I put CREATE PACKAGE statements in a file named create_enc_dec_package.sql and then run the wrap utility to wrap the code into a new file named create_enc_dec_package.wrp.
$ wrap iname=create_enc_dec_package.sql oname=create_enc_dec_package.wrp PL/SQL Wrapper: Release 10.2.0.1.0- Production on Sun Aug 15 06:44:32 2010 Copyright (c) 1993, 2004, Oracle. All rights reserved. Processing create_enc_dec_package.sql to create_enc_dec_package.wrp
Lets see the contents of this new file create_enc_dec_package.wrp.
$ more create_enc_dec_package.wrp CREATE OR REPLACE PACKAGE enc_dec wrapped a000000 1 abcd abcd abcd abcd abcd abcd abcd abcd abcd abcd abcd abcd abcd abcd abcd 9 a6 b2 ceYtyd1wwstfJ/3xbNlo4sobVxYwg0xHAMusaS/pOPYrUgzeeSYbTuJ789ScOKWw4LWYL191 ERLxTlyzbW7nRf8Cg4W0plfc4t7qD8d69uAPwYNtQpv3U6F9kwZQZnVeV+a5FlnUcEgL7J8k hQZIhcYLQoTZ/irf0ixRnEj+4VqG1c4= / CREATE OR REPLACE PACKAGE BODY enc_dec wrapped a000000 1 abcd abcd abcd abcd abcd
The wrap utility actually has encrypted the PL/SQL code in the .sql file, and made it unreadable for anyone. Now use create_enc_dec_package.wrp file to create the package. Keep your .sql source file safe with you as if you want to make changes to the package later on, you will need it i.e. make changes to the .sql file, wrap it again and recreate the package.

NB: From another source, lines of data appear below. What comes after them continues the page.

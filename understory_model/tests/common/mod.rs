// Copyright 2025 the Understory Authors
// SPDX-License-Identifier: Apache-2.0 OR MIT

//! Models shared by the integration tests.

#![allow(dead_code, reason = "each test binary uses a different subset")]

use std::cell::{Cell, RefCell};
use std::rc::Rc;

use understory_model::{
    ChangeTracking, ClassMetadataBuilder, EditableObject, EditableObjectModelBase, EventHandler,
    ModelObject, NotifyPropertyChanged, PropertyChangedEventArgs, Range, Reflect, Required,
    Shared, StringLength, SubscriptionId,
};

/// A person with a calculated full name and an optional boss.
#[derive(Debug)]
pub struct Person {
    base: EditableObjectModelBase,
    boss_notifications: Rc<Cell<u32>>,
}

impl Reflect for Person {
    fn describe(class: &mut ClassMetadataBuilder) {
        class.table("People");
        class
            .property::<Option<String>>("FirstName")
            .display_name("First name")
            .validate(Required::new())
            .validate(StringLength::max(20));
        class.property::<Option<String>>("LastName");
        class
            .property::<String>("FullName")
            .read_only()
            .not_mapped()
            .calculated_from(&["FirstName", "LastName"]);
        class.property::<u32>("Age").validate(Range::new(0.0, 130.0));
        class.property::<Option<Shared<Person>>>("Boss").not_mapped();
    }
}

impl Person {
    pub fn new() -> Self {
        Self {
            base: EditableObjectModelBase::new::<Self>(),
            boss_notifications: Rc::default(),
        }
    }

    pub fn named(first: &str, last: &str) -> Shared<Self> {
        let mut person = Self::new();
        person.set_first_name(Some(first));
        person.set_last_name(Some(last));
        person.base.accept_changes().unwrap();
        Shared::new(person)
    }

    pub fn base(&self) -> &EditableObjectModelBase {
        &self.base
    }

    pub fn base_mut(&mut self) -> &mut EditableObjectModelBase {
        &mut self.base
    }

    pub fn first_name(&self) -> Option<String> {
        self.base.get("FirstName")
    }

    pub fn set_first_name(&mut self, value: Option<&str>) -> bool {
        self.base.set(value.map(str::to_owned), "FirstName")
    }

    pub fn last_name(&self) -> Option<String> {
        self.base.get("LastName")
    }

    pub fn set_last_name(&mut self, value: Option<&str>) -> bool {
        self.base.set(value.map(str::to_owned), "LastName")
    }

    pub fn full_name(&self) -> String {
        let first = self.first_name().unwrap_or_default();
        let last = self.last_name().unwrap_or_default();
        format!("{first} {last}").trim().to_owned()
    }

    pub fn age(&self) -> u32 {
        self.base.get("Age")
    }

    pub fn set_age(&mut self, value: u32) -> bool {
        self.base.set(value, "Age")
    }

    pub fn boss(&self) -> Option<Shared<Self>> {
        self.base.get("Boss")
    }

    /// Stores the boss and counts the property changes it raises afterwards.
    pub fn set_boss(&mut self, boss: Option<Shared<Self>>) -> bool {
        let counter = Rc::clone(&self.boss_notifications);
        self.base
            .set_child(boss, move |_| counter.set(counter.get() + 1), "Boss")
    }

    pub fn boss_notifications(&self) -> u32 {
        self.boss_notifications.get()
    }
}

impl ModelObject for Person {
    fn as_change_tracking(&self) -> Option<&dyn ChangeTracking> {
        Some(&self.base)
    }

    fn as_change_tracking_mut(&mut self) -> Option<&mut dyn ChangeTracking> {
        Some(&mut self.base)
    }

    fn as_editable_mut(&mut self) -> Option<&mut dyn EditableObject> {
        Some(&mut self.base)
    }
}

impl NotifyPropertyChanged for Person {
    fn subscribe_property_changed(
        &mut self,
        handler: EventHandler<PropertyChangedEventArgs>,
    ) -> SubscriptionId {
        NotifyPropertyChanged::subscribe_property_changed(&mut self.base, handler)
    }

    fn unsubscribe_property_changed(&mut self, id: SubscriptionId) -> bool {
        self.base.unsubscribe_property_changed(id)
    }
}

/// Records property-changed names raised by a model.
pub fn record_changes(person: &mut Person) -> Rc<RefCell<Vec<&'static str>>> {
    let log = Rc::new(RefCell::new(Vec::new()));
    let sink = Rc::clone(&log);
    person
        .base_mut()
        .subscribe_property_changed(move |args| sink.borrow_mut().push(args.property_name()));
    log
}

/// Records errors-changed names raised by a model.
pub fn record_errors(person: &mut Person) -> Rc<RefCell<Vec<String>>> {
    let log = Rc::new(RefCell::new(Vec::new()));
    let sink = Rc::clone(&log);
    person.base_mut().subscribe_errors_changed(move |args| {
        sink.borrow_mut().push(args.property_name().to_owned());
    });
    log
}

$ sqlplus / as sysdba Connected to: Oracle Database 10g Enterprise Edition Release 10.2.0.1.0 - Production With the Partitioning, OLAP and Data Mining options SQL> @create_enc_dec_package.wrp Package created. Package body created. SQL> column text format a70 SQL> select text from dba_source where name = 'ENC_DEC'; TEXT ---------------------------------------------------------------------- PACKAGE enc_dec wrapped a000000 1 abcd abcd abcd abcd abcd abcd abcd abcd abcd abcd abcd abcd abcd abcd abcd 9 a6 b2 ceYtyd1wwstfJ/3xbNlo4sobVxYwg0xHAMusaS/pOPYrUgzeeSYbTuJ789ScOKWw4LWYL1 91 ERLxTlyzbW7nRf8Cg4W0plfc4t7qD8d69uAPwYNtQpv3U6F9kwZQZnVeV+a5FlnUcEgL7J 8k hQZIhcYLQoTZ/irf0ixRnEj+4VqG1c4= PACKAGE BODY enc_dec wrapped a000000 1 abcd abcd abcd abcd abcd abcd abcd abcd abcd abcd abcd abcd abcd abcd abcd b 40a 1de e5uq2Fhk2UgpK5ktxFEVOrE3zyowg5DxLdxqfC9AWE6OGeznw1zpVqLpwIrvVN522Z83WR wv HQw142Mg0KQxSHaso6WOT7ud5P5VvVmrcR3le4Pvj9tpyogriMDGGQGWIR5T3g4s5tMka+ Qj TA4FsoMpOy3+bK/y/VW+u8+zHHC1m0LOziMSmnhkB+nM+U1jEvvRFGGXfOJrOSmXs+VcyV r8 pyIFRQgr3JDZotwcfIZAw10k4Dcm87LMeBk6c0q2wdqgqcA422/awXKrAODetRti870jST pn 46w5MWX/ickZHdrfBh6mMttQ8x4jDaNEcZR3X7VRdReUt05S6/LToL4T/VwlYFIqbzH7rb OR kaEYBQchlWDg5n3hRBahHVLvEeOuoQVsdBqMwA55PfP1yqqsYWSBW4Mm4OYFJP/ry1NJYb bA wVAA/SBw965bdu5doXjpf6y7D5dHh5dtIOL9uUA= SQL>
As can be seen that after creating the package from wrapped sql script the package source code is unreadable to anyone, even the owner of the package. This way we can hide the encryption logic completely from every one.